The Tachihi R-53 was amongst the first aircraft built in Japan after the relaxation of the ban imposed at the end of World War II. It is a parasol-wing, two seat, training aircraft powered by a British engine. Only one was produced.

==Design and development==

From the end of World War II until the passage of the Air Law in July 1952, aircraft manufacture in Japan was forbidden. The Tachihi R-52, the R-53's immediate predecessor, was the first post-war Japanese aircraft built with local materials and powered by a Japanese engine. It flew in September 1952, soon followed by the similar but Blackburn Cirrus Major powered R-53.

The R-53 is a parasol-wing monoplane. In plan its wing is unswept and has constant chord, with no flaps or leading edge slots; it is built around two spars made from Japanese cypress, with duralumin ribs and fabric covering. On each side there are two sets of wing struts to transfer loads to the fuselage, one an unequal length and angle X-form pair from the lower fuselage longerons to the wing spars, the other pair cabane struts from the upper fuselage to the wing centre section, leaning together. The fuselage has a welded steel tube frame, fabric covered, with rounded upper decking. There are two tandem open cockpits, one below the wing trailing edge and the other below mid-chord. The tailplane is attached to the top of the fuselage, with a trim tab on the elevator; the fin and rudder are curved, the fin extended forward by a lengthy fillet.

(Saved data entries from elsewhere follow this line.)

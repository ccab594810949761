//! Survey data command handlers.
//!
//! Every command addresses records through their owning survey; a record
//! reached through another survey is reported as not found.

use std::sync::Arc;

use survey_core::{RecordId, SurveyId};

use crate::bridge::{survey_context, Primitives};
use crate::convert::convert_result;
use crate::{Output, Result};

/// Handle SurveyDataList command.
pub fn survey_data_list(
    p: &Arc<Primitives>,
    survey: SurveyId,
    record_type: Option<String>,
) -> Result<Output> {
    let ctx = survey_context(survey);
    let records = convert_result(p.survey_data.list(&ctx, record_type.as_deref()))?;
    Ok(Output::Objects(records))
}

/// Handle SurveyDataGet command.
pub fn survey_data_get(p: &Arc<Primitives>, survey: SurveyId, record: RecordId) -> Result<Output> {
    let ctx = survey_context(survey);
    let out = convert_result(p.survey_data.get(&ctx, record))?;
    Ok(Output::Object(out))
}

/// Handle SurveyDataCreate command.
pub fn survey_data_create(
    p: &Arc<Primitives>,
    survey: SurveyId,
    payload: serde_json::Value,
) -> Result<Output> {
    let ctx = survey_context(survey);
    let out = convert_result(p.survey_data.create(&ctx, payload))?;
    Ok(Output::Object(out))
}

/// Handle SurveyDataUpdate command.
pub fn survey_data_update(
    p: &Arc<Primitives>,
    survey: SurveyId,
    record: RecordId,
    payload: serde_json::Value,
    partial: bool,
) -> Result<Output> {
    let ctx = survey_context(survey);
    let out = convert_result(p.survey_data.update(&ctx, record, payload, partial))?;
    Ok(Output::Object(out))
}

/// Handle SurveyDataDelete command.
pub fn survey_data_delete(
    p: &Arc<Primitives>,
    survey: SurveyId,
    record: RecordId,
) -> Result<Output> {
    let ctx = survey_context(survey);
    convert_result(p.survey_data.delete(&ctx, record))?;
    Ok(Output::Unit)
}
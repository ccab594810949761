//! Storage trait
//!
//! The persistence contract the transaction layer builds on. Implementations
//! must make [`Storage::apply`] atomic: readers observe either none or all of
//! a batch.

use crate::row::{Key, Row};
use survey_core::{RecordKind, SurveyResult};

/// One buffered write: `Some(row)` stores, `None` deletes
pub type Write = (Key, Option<Row>);

/// Row storage backing the record store
pub trait Storage: Send + Sync {
    /// Read one row
    fn get(&self, key: &Key) -> Option<Row>;

    /// All rows of one kind, in key order
    fn scan(&self, kind: RecordKind) -> Vec<(Key, Row)>;

    /// Apply a batch of writes atomically, returning the new store version
    fn apply(&self, writes: Vec<Write>) -> SurveyResult<u64>;

    /// Allocate a fresh id for a row of `kind`
    ///
    /// Ids are never reused, even if the allocating transaction aborts.
    fn allocate_id(&self, kind: RecordKind) -> u64;

    /// Current store version (number of committed batches)
    fn version(&self) -> u64;
}
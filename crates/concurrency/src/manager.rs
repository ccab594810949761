//! Transaction manager
//!
//! Hands out [`TransactionContext`]s and commits their write sets. Commits
//! are serialized by a mutex and applied through [`Storage::apply`], which is
//! atomic, so a committed write set becomes visible all at once.
//!
//! Under the commit lock, a write set is rejected when it would leave a survey
//! data row without its owning survey: either the row's survey is gone, or a
//! survey delete misses rows committed since the deleting transaction scanned.

use crate::transaction::{TransactionContext, TransactionStatus};
use parking_lot::Mutex;
use std::sync::atomic::{AtomicU64, Ordering};
use std::sync::Arc;
use survey_core::{RecordKind, SurveyError, SurveyId, SurveyResult};
use survey_storage::{Key, Row, Storage, Write};

/// Begins and commits transactions over one storage instance
pub struct TransactionManager {
    storage: Arc<dyn Storage>,
    commit_lock: Mutex<()>,
    next_txn_id: AtomicU64,
}

impl TransactionManager {
    /// Create a manager for `storage`
    pub fn new(storage: Arc<dyn Storage>) -> Self {
        Self {
            storage,
            commit_lock: Mutex::new(()),
            next_txn_id: AtomicU64::new(1),
        }
    }

    /// Start a new transaction
    pub fn begin(&self) -> TransactionContext {
        let txn_id = self.next_txn_id.fetch_add(1, Ordering::AcqRel);
        TransactionContext::new(txn_id, Arc::clone(&self.storage))
    }

    /// Commit a transaction's write set
    ///
    /// Returns the new store version, or the current one for a read-only
    /// transaction (which writes nothing).
    pub fn commit(&self, ctx: &mut TransactionContext) -> SurveyResult<u64> {
        if ctx.status() != TransactionStatus::Active {
            return Err(SurveyError::aborted(format!(
                "transaction {} is not active ({:?})",
                ctx.txn_id,
                ctx.status()
            )));
        }
        if ctx.is_read_only() {
            ctx.take_writes();
            return Ok(self.storage.version());
        }

        let _guard = self.commit_lock.lock();
        let writes = ctx.take_writes();
        if let Err(e) = self.check_ownership(&writes) {
            tracing::warn!(
                target: "surveydb::txn",
                txn_id = ctx.txn_id,
                error = %e,
                "Rejected transaction at commit"
            );
            ctx.abort();
            return Err(e);
        }
        let count = writes.len();
        let version = self.storage.apply(writes)?;
        tracing::debug!(
            target: "surveydb::txn",
            txn_id = ctx.txn_id,
            version,
            writes = count,
            "Committed transaction"
        );
        Ok(version)
    }

    /// Survey data must land under a live survey; a survey delete must cover
    /// every committed row it owns. Called with the commit lock held.
    fn check_ownership(&self, writes: &[Write]) -> SurveyResult<()> {
        let buffered = |key: &Key| writes.iter().find(|(k, _)| k == key).map(|(_, row)| row);

        for (_, row) in writes {
            if let Some(Row::SurveyData(record)) = row {
                let owner = Key::Survey(record.survey);
                let alive = match buffered(&owner) {
                    Some(row) => row.is_some(),
                    None => self.storage.get(&owner).is_some(),
                };
                if !alive {
                    return Err(SurveyError::aborted(format!(
                        "survey {} no longer exists for record {}",
                        record.survey, record.id
                    )));
                }
            }
        }

        let deleted: Vec<SurveyId> = writes
            .iter()
            .filter_map(|(key, row)| match (key, row) {
                (Key::Survey(id), None) => Some(*id),
                _ => None,
            })
            .collect();
        if deleted.is_empty() {
            return Ok(());
        }
        for (key, row) in self.storage.scan(RecordKind::SurveyData) {
            let Row::SurveyData(record) = row else { continue };
            if !deleted.contains(&record.survey) {
                continue;
            }
            let removed = matches!(buffered(&key), Some(None));
            if !removed {
                return Err(SurveyError::aborted(format!(
                    "survey {} gained record {} before its delete committed",
                    record.survey, record.id
                )));
            }
        }
        Ok(())
    }

    /// Run `f` inside a transaction, committing on `Ok` and rolling back on `Err`
    pub fn run<F, T>(&self, f: F) -> SurveyResult<T>
    where
        F: FnOnce(&mut TransactionContext) -> SurveyResult<T>,
    {
        let mut ctx = self.begin();
        match f(&mut ctx) {
            Ok(value) => {
                self.commit(&mut ctx)?;
                Ok(value)
            }
            Err(e) => {
                tracing::debug!(
                    target: "surveydb::txn",
                    txn_id = ctx.txn_id,
                    discarded = ctx.pending_writes(),
                    error = %e,
                    "Rolled back transaction"
                );
                ctx.abort();
                Err(e)
            }
        }
    }

    /// Storage this manager commits into
    pub fn storage(&self) -> &Arc<dyn Storage> {
        &self.storage
    }
}

#[cfg(test)]
mod tests {
    use super::*;
    use survey_core::{DataBlob, RecordId, Survey, TypedRecord};
    use survey_storage::MemoryStorage;

    fn setup() -> (Arc<MemoryStorage>, TransactionManager) {
        let storage = Arc::new(MemoryStorage::new());
        let manager = TransactionManager::new(storage.clone());
        (storage, manager)
    }

    fn survey(id: u64) -> Row {
        Row::Survey(Survey::new(SurveyId::new(id), "s", ""))
    }

    #[test]
    fn test_run_commits_on_ok() {
        let (storage, manager) = setup();
        manager
            .run(|txn| {
                txn.put(survey(1));
                Ok(())
            })
            .unwrap();
        assert!(storage.get(&Key::Survey(SurveyId::new(1))).is_some());
        assert_eq!(storage.version(), 1);
    }

    #[test]
    fn test_run_rolls_back_on_err() {
        let (storage, manager) = setup();
        let result: SurveyResult<()> = manager.run(|txn| {
            txn.put(survey(1));
            Err(SurveyError::validation("nope"))
        });
        assert!(result.is_err());
        assert!(storage.scan(RecordKind::Survey).is_empty());
        assert_eq!(storage.version(), 0);
    }

    #[test]
    fn test_read_only_commit_does_not_bump_version() {
        let (storage, manager) = setup();
        let n = manager
            .run(|txn| Ok(txn.scan(RecordKind::Survey).len()))
            .unwrap();
        assert_eq!(n, 0);
        assert_eq!(storage.version(), 0);
    }

    #[test]
    fn test_commit_twice_fails() {
        let (_storage, manager) = setup();
        let mut ctx = manager.begin();
        ctx.put(survey(1));
        manager.commit(&mut ctx).unwrap();
        assert!(manager.commit(&mut ctx).is_err());
    }

    fn record(id: u64, survey: u64) -> Row {
        Row::SurveyData(TypedRecord {
            id: RecordId::new(id),
            survey: SurveyId::new(survey),
            record_type: "Answer".into(),
            data: DataBlob::new(),
        })
    }

    #[test]
    fn test_insert_under_concurrently_deleted_survey_aborts() {
        let (storage, manager) = setup();
        manager
            .run(|txn| {
                txn.put(survey(1));
                Ok(())
            })
            .unwrap();

        let mut insert = manager.begin();
        assert!(insert.get(&Key::Survey(SurveyId::new(1))).is_some());

        let mut delete = manager.begin();
        delete.delete(Key::Survey(SurveyId::new(1)));
        manager.commit(&mut delete).unwrap();

        insert.put(record(10, 1));
        let err = manager.commit(&mut insert).unwrap_err();
        assert!(matches!(err, SurveyError::TransactionAborted { .. }));
        assert_eq!(insert.status(), TransactionStatus::Aborted);
        assert!(storage.scan(RecordKind::SurveyData).is_empty());
    }

    #[test]
    fn test_delete_missing_concurrent_insert_aborts() {
        let (storage, manager) = setup();
        manager
            .run(|txn| {
                txn.put(survey(1));
                Ok(())
            })
            .unwrap();

        let mut delete = manager.begin();
        assert!(delete.scan(RecordKind::SurveyData).is_empty());
        delete.delete(Key::Survey(SurveyId::new(1)));

        let mut insert = manager.begin();
        insert.put(record(10, 1));
        manager.commit(&mut insert).unwrap();

        let err = manager.commit(&mut delete).unwrap_err();
        assert!(matches!(err, SurveyError::TransactionAborted { .. }));
        assert!(storage.get(&Key::Survey(SurveyId::new(1))).is_some());
        assert_eq!(storage.scan(RecordKind::SurveyData).len(), 1);
    }

    #[test]
    fn test_survey_and_records_in_one_write_set_commit() {
        let (storage, manager) = setup();
        manager
            .run(|txn| {
                txn.put(survey(2));
                txn.put(record(11, 2));
                Ok(())
            })
            .unwrap();
        assert_eq!(storage.scan(RecordKind::SurveyData).len(), 1);

        manager
            .run(|txn| {
                txn.delete(Key::Survey(SurveyId::new(2)));
                txn.delete(Key::SurveyData(RecordId::new(11)));
                Ok(())
            })
            .unwrap();
        assert!(storage.scan(RecordKind::SurveyData).is_empty());
    }

    #[test]
    fn test_txn_ids_are_monotonic() {
        let (_storage, manager) = setup();
        let a = manager.begin();
        let b = manager.begin();
        assert!(b.txn_id > a.txn_id);
    }

    mod properties {
        use super::*;
        use proptest::prelude::*;

        proptest! {
            #[test]
            fn committed_ids_are_exactly_visible(
                ids in proptest::collection::btree_set(1u64..500, 0..20),
                fail in any::<bool>(),
            ) {
                let (storage, manager) = setup();
                let result: SurveyResult<()> = manager.run(|txn| {
                    for id in &ids {
                        txn.put(survey(*id));
                    }
                    if fail {
                        Err(SurveyError::validation("rejected"))
                    } else {
                        Ok(())
                    }
                });

                let visible: Vec<u64> = storage
                    .scan(RecordKind::Survey)
                    .into_iter()
                    .map(|(key, _)| match key {
                        Key::Survey(id) => id.as_u64(),
                        _ => 0,
                    })
                    .collect();
                if fail {
                    prop_assert!(result.is_err());
                    prop_assert!(visible.is_empty());
                } else {
                    prop_assert_eq!(visible, ids.into_iter().collect::<Vec<_>>());
                }
            }
        }
    }
}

The R-53 is powered by a 155 hp (116 kW) Blackburn Cirrus Major four-cylinder inverted inline engine, distinguishing it from the short-nosed radial engine installation on the R-52. It has a fixed conventional undercarriage with mainwheels fitted with brakes on independent hinged V-form legs with oil spring shock absorbers in separate, more upright, struts from the X-intersection of the wing struts, made more rigid by a secondary strut to mid-fuselage. The tail wheel is steel sprung and steerable.

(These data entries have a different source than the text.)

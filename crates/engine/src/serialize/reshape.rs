//! Field reshaping between stored blobs and API objects
//!
//! Inbound, clients may post flat `field: value` pairs; [`FieldReshaper::fold`]
//! moves them into a `data` object unless the payload already carries one.
//! Outbound, [`FieldReshaper::expand`] flattens a blob back out using the
//! record type's declared field list as the schema: every declared field is
//! emitted (empty string when unset) and undeclared keys are dropped.

use crate::config::SurveyConfig;
use crate::registry::TypeRegistry;
use survey_core::{DataBlob, JsonMap, RecordId, RecordType, SurveyError, SurveyResult};

/// Key of the explicit data wrapper in payloads
pub const DATA_KEY: &str = "data";
/// Key naming the record type in payloads and representations
pub const TYPE_KEY: &str = "type";
/// Key of the record id in representations
pub const ID_KEY: &str = "_id";
/// Key of the computed detail link in representations
pub const URL_KEY: &str = "_url";

/// Inbound payload after folding and structured validation
#[derive(Debug, Clone, PartialEq)]
pub struct ValidatedRecord {
    /// Resolved record type, if the payload named one
    pub record_type: Option<RecordType>,
    /// Folded data blob
    pub data: DataBlob,
}

/// Bidirectional blob ↔ API reshaping
#[derive(Debug, Clone, Copy)]
pub struct FieldReshaper<'a> {
    reserved_prefix: &'a str,
    private_fields: &'a [String],
}

impl<'a> FieldReshaper<'a> {
    /// Reshaper with an explicit reserved prefix and private-field set
    pub fn new(reserved_prefix: &'a str, private_fields: &'a [String]) -> Self {
        Self {
            reserved_prefix,
            private_fields,
        }
    }

    /// Reshaper configured from the database configuration
    pub fn from_config(config: &'a SurveyConfig) -> Self {
        Self::new(&config.reserved_prefix, &config.private_fields)
    }

    fn stays_top_level(&self, key: &str) -> bool {
        key.starts_with(self.reserved_prefix) || self.private_fields.iter().any(|f| f == key)
    }

    // =========================================================================
    // Inbound
    // =========================================================================

    /// Fold flat fields into a `data` object.
    ///
    /// A payload that already has `data` is returned unchanged. Otherwise every
    /// top-level key that is neither reserved-prefixed nor private moves into a
    /// new `data` object, keeping payload order.
    pub fn fold(&self, payload: JsonMap) -> JsonMap {
        if payload.contains_key(DATA_KEY) {
            return payload;
        }
        let mut top = JsonMap::new();
        let mut data = JsonMap::new();
        for (key, value) in payload {
            if self.stays_top_level(&key) {
                top.insert(key, value);
            } else {
                data.insert(key, value);
            }
        }
        top.insert(DATA_KEY.to_string(), serde_json::Value::Object(data));
        top
    }

    /// Fold, then validate `type` and `data`.
    ///
    /// `type` is required unless `partial`; when present it must name a
    /// registered record type. `data` must be an object.
    pub fn to_internal(
        &self,
        payload: serde_json::Value,
        registry: &TypeRegistry,
        partial: bool,
    ) -> SurveyResult<ValidatedRecord> {
        let payload = match payload {
            serde_json::Value::Object(map) => map,
            other => {
                return Err(SurveyError::validation(format!(
                    "Invalid data. Expected a dictionary, but got {}.",
                    json_type_name(&other)
                )))
            }
        };
        let mut folded = self.fold(payload);

        let record_type = match folded.remove(TYPE_KEY) {
            None | Some(serde_json::Value::Null) if partial => None,
            None | Some(serde_json::Value::Null) => {
                return Err(SurveyError::invalid_field(TYPE_KEY, "This field is required."))
            }
            Some(serde_json::Value::String(name)) => match registry.resolve(&name) {
                Ok(rt) => Some(rt.clone()),
                Err(_) => {
                    return Err(SurveyError::invalid_field(
                        TYPE_KEY,
                        format!("Object with type={} does not exist.", name),
                    ))
                }
            },
            Some(other) => {
                return Err(SurveyError::invalid_field(
                    TYPE_KEY,
                    format!("Invalid value: expected a type name, got {}.", json_type_name(&other)),
                ))
            }
        };

        let data = match folded.remove(DATA_KEY) {
            Some(serde_json::Value::Object(map)) => DataBlob::from_map(map),
            Some(other) => {
                return Err(SurveyError::invalid_field(
                    DATA_KEY,
                    format!("Expected a dictionary of items but got {}.", json_type_name(&other)),
                ))
            }
            None => DataBlob::new(),
        };

        Ok(ValidatedRecord { record_type, data })
    }

    // =========================================================================
    // Outbound
    // =========================================================================

    /// Flatten a stored blob into its API shape.
    ///
    /// Output order: `type`, `_id`, the declared fields in declaration order.
    /// Callers append `_url`.
    pub fn expand(&self, record_type: &RecordType, id: RecordId, blob: &DataBlob) -> JsonMap {
        let mut out = JsonMap::new();
        out.insert(
            TYPE_KEY.to_string(),
            serde_json::Value::String(record_type.name.clone()),
        );
        out.insert(ID_KEY.to_string(), serde_json::Value::from(id.as_u64()));
        for field in &record_type.fields {
            out.insert(field.clone(), blob.get_or_empty(field));
        }
        out
    }
}

fn json_type_name(value: &serde_json::Value) -> &'static str {
    match value {
        serde_json::Value::Null => "null",
        serde_json::Value::Bool(_) => "bool",
        serde_json::Value::Number(_) => "number",
        serde_json::Value::String(_) => "str",
        serde_json::Value::Array(_) => "list",
        serde_json::Value::Object(_) => "dict",
    }
}
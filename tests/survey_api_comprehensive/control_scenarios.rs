//! Survey control mapping scenarios.

use crate::test_utils::*;
use serde_json::json;
use surveydb::prelude::*;

#[test]
fn create_drops_falsy_and_projects_control() {
    let db = scenario_db();
    let out = db
        .create_survey(json!({
            "name": "Barometer",
            "control": {
                "Coordinator Email": "a@x.com",
                "Researcher": "Bob",
                "Status": "Active",
                "Notes": "",
            }
        }))
        .unwrap();

    assert_eq!(
        out["control"],
        json!({"Coordinator Email": "a@x.com", "Researcher": "Bob", "Status": "Active"})
    );

    // One stored record per truthy key
    let id = survey_id(&out);
    let stored = db.data(id).list(Some("Control")).unwrap();
    assert_eq!(stored.len(), 3);
}

#[test]
fn create_missing_status_names_it() {
    let db = scenario_db();
    let err = db
        .create_survey(json!({
            "name": "Barometer",
            "control": {"Coordinator Email": "a@x.com", "Researcher": "Bob"}
        }))
        .unwrap_err();

    assert_eq!(err.status_code(), 400);
    assert_eq!(err.to_string(), "Need fields Status");
    match err {
        Error::Validation { missing, .. } => assert_eq!(missing, vec!["Status"]),
        other => panic!("expected validation error, got {:?}", other),
    }
}

#[test]
fn create_with_empty_control_names_every_mandatory_key() {
    let db = scenario_db();
    let err = db
        .create_survey(json!({"name": "Barometer", "control": {"Status": 0}}))
        .unwrap_err();
    assert_eq!(
        err.to_string(),
        "Need fields Coordinator Email, Researcher, Status"
    );
}

#[test]
fn update_deletes_replaces_and_keeps_the_rest() {
    let db = scenario_db();
    let id = create_survey(&db, "Barometer");

    let out = db
        .patch_survey(
            id,
            json!({"control": {"Status": "", "Researcher": "Carol"}}),
        )
        .unwrap();

    assert_eq!(
        out["control"],
        json!({"Coordinator Email": "a@x.com", "Researcher": "Carol"})
    );
    let stored = db.data(id).list(Some("Control")).unwrap();
    assert_eq!(stored.len(), 2);
}

#[test]
fn update_of_absent_key_with_falsy_value_is_noop() {
    let db = scenario_db();
    let id = create_survey(&db, "Barometer");
    let before = db.get_survey(id).unwrap();

    let after = db
        .patch_survey(id, json!({"control": {"Notes": null, "Deadline": false}}))
        .unwrap();
    assert_eq!(before["control"], after["control"]);
}

#[test]
fn update_may_drop_mandatory_keys() {
    // Mandatory keys are only enforced at creation time
    let db = scenario_db();
    let id = create_survey(&db, "Barometer");
    let out = db
        .patch_survey(id, json!({"control": {"Researcher": ""}}))
        .unwrap();
    assert!(out["control"].get("Researcher").is_none());
}

#[test]
fn full_update_changes_name_and_control() {
    let db = scenario_db();
    let id = create_survey(&db, "Barometer");
    let out = db
        .update_survey(
            id,
            json!({"name": "Barometer 2", "description": "second wave", "control": {"Notes": "n"}}),
        )
        .unwrap();
    assert_eq!(out["name"], json!("Barometer 2"));
    assert_eq!(out["description"], json!("second wave"));
    assert_eq!(out["control"]["Notes"], json!("n"));
    assert_eq!(out["control"]["Status"], json!("Active"));
}

#[test]
fn survey_links_use_configured_base() {
    let db = scenario_db_with_base("https://odb.example.org/");
    let id = create_survey(&db, "Barometer");
    let out = db.get_survey(id).unwrap();
    assert_eq!(
        out["_url"],
        json!(format!("https://odb.example.org/api/survey/{}/", id))
    );
    assert_eq!(
        out["_data_url"],
        json!(format!("https://odb.example.org/api/survey/{}/data/", id))
    );
}

#[test]
fn control_values_keep_their_json_type() {
    let db = scenario_db();
    let out = db
        .create_survey(json!({
            "name": "Barometer",
            "control": {
                "Coordinator Email": "a@x.com",
                "Researcher": "Bob",
                "Status": "Active",
                "Wave": 3,
                "Regions": ["north", "south"],
            }
        }))
        .unwrap();
    assert_eq!(out["control"]["Wave"], json!(3));
    assert_eq!(out["control"]["Regions"], json!(["north", "south"]));
}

The first flight date of the R-53 is not precisely known, but it followed that of the R-52 (September 1952) and it was flying by April 1953. The prototype JA3070 is the only one of its type recorded on the Japanese register before late 1955 so probably the only one built. This aircraft is now restored and displayed in Tachihi's real estate office in Tokyo, although not in airworthy condition.